Work to complete -> From the first line of the data below through the line holding "use regex::Regex;", write out each line exactly as it stands.

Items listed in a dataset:
☆ ☆ ☆ ☆ ☆ ☆ ☆
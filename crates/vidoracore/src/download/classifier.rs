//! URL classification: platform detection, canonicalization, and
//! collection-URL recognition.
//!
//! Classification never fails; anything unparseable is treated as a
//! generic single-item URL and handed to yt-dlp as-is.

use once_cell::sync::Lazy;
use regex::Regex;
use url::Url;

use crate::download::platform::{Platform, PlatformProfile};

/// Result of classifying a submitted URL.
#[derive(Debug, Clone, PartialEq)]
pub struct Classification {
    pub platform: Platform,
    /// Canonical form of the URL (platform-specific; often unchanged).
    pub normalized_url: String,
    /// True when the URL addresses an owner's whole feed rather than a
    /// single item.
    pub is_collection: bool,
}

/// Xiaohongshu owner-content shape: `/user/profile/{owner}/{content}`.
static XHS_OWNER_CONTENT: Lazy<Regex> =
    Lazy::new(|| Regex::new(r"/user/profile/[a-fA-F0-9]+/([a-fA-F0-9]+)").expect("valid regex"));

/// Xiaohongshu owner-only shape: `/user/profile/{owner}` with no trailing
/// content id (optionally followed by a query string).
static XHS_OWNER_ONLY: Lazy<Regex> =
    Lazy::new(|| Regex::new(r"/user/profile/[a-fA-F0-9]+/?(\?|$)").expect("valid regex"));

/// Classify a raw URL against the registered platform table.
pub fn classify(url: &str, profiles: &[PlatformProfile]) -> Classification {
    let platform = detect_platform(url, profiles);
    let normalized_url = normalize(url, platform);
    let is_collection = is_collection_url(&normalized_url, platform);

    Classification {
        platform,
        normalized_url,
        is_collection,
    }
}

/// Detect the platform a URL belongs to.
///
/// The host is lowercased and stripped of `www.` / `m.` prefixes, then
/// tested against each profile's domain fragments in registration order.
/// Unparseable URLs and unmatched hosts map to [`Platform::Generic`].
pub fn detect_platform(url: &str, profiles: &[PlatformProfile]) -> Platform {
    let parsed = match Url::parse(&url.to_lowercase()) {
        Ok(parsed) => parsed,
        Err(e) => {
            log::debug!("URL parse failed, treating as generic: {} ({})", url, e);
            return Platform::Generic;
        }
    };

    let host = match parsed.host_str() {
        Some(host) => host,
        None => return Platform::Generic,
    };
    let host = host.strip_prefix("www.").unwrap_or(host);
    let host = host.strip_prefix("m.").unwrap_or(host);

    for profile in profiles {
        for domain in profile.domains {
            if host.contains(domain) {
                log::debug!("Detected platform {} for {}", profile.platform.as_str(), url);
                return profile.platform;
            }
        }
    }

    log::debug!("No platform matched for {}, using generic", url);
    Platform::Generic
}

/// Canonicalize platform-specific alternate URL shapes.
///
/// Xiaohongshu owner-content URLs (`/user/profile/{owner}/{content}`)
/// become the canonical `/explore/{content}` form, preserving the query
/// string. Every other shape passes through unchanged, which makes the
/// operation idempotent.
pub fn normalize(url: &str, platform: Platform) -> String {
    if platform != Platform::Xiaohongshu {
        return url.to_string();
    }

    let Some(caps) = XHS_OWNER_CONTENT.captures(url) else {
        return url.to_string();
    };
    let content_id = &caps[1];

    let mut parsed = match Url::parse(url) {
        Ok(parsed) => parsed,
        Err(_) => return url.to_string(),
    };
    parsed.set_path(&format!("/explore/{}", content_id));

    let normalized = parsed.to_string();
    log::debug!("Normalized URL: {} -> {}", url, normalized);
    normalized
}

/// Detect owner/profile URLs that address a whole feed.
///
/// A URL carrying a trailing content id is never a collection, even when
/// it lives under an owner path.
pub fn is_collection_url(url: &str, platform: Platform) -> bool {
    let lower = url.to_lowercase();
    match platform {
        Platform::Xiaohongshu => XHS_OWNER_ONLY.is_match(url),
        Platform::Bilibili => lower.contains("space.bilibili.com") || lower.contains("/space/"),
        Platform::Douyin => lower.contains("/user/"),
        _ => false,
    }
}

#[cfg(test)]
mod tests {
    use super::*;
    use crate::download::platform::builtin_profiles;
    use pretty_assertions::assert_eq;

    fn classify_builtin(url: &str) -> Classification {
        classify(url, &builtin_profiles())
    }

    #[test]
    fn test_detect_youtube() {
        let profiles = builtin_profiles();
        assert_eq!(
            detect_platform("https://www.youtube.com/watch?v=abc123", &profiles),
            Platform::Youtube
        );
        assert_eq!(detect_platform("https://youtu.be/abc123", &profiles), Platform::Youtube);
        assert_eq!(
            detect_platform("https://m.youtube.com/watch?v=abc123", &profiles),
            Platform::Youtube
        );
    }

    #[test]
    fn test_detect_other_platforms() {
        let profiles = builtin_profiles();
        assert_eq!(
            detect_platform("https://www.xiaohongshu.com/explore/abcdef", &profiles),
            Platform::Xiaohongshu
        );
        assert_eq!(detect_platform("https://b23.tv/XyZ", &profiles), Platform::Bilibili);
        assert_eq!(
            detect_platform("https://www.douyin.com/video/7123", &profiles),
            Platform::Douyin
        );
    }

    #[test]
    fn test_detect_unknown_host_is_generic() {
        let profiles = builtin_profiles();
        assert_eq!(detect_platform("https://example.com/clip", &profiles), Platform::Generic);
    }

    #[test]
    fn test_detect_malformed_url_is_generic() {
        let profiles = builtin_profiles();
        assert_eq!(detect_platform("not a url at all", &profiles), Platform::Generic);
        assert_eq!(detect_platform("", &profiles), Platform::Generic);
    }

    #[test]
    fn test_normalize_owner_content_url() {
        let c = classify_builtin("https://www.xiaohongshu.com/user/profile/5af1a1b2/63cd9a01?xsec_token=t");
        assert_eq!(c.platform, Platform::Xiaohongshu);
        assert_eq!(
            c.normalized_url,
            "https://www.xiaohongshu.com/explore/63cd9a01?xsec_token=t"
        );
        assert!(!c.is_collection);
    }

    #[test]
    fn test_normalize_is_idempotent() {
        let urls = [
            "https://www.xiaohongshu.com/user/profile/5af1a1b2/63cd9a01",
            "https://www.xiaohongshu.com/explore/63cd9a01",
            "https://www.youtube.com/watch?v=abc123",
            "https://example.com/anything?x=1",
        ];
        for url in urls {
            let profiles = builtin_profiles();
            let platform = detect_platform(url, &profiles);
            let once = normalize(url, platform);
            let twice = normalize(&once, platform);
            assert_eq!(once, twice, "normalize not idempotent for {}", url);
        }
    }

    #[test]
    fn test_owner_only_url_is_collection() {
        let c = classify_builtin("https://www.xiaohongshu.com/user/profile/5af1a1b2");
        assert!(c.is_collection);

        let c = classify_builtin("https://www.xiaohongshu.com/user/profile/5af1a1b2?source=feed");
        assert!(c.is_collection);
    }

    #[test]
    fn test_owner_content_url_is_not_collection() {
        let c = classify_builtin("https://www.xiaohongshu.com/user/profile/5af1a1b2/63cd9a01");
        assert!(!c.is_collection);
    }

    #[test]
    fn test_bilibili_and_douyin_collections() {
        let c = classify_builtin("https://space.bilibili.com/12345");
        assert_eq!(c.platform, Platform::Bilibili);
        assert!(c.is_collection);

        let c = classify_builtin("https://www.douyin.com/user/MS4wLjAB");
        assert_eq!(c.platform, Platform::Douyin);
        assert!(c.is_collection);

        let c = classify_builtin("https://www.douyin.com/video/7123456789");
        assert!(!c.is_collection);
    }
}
☆ ☆ ☆ ☆ ☆ ☆ ☆
Output for this exercise ->
filename crates/vidoracore/src/download/classifier.rs
//! URL classification: platform detection, canonicalization, and
//! collection-URL recognition.
//!
//! Classification never fails; anything unparseable is treated as a
//! generic single-item URL and handed to yt-dlp as-is.

use once_cell::sync::Lazy;
use regex::Regex;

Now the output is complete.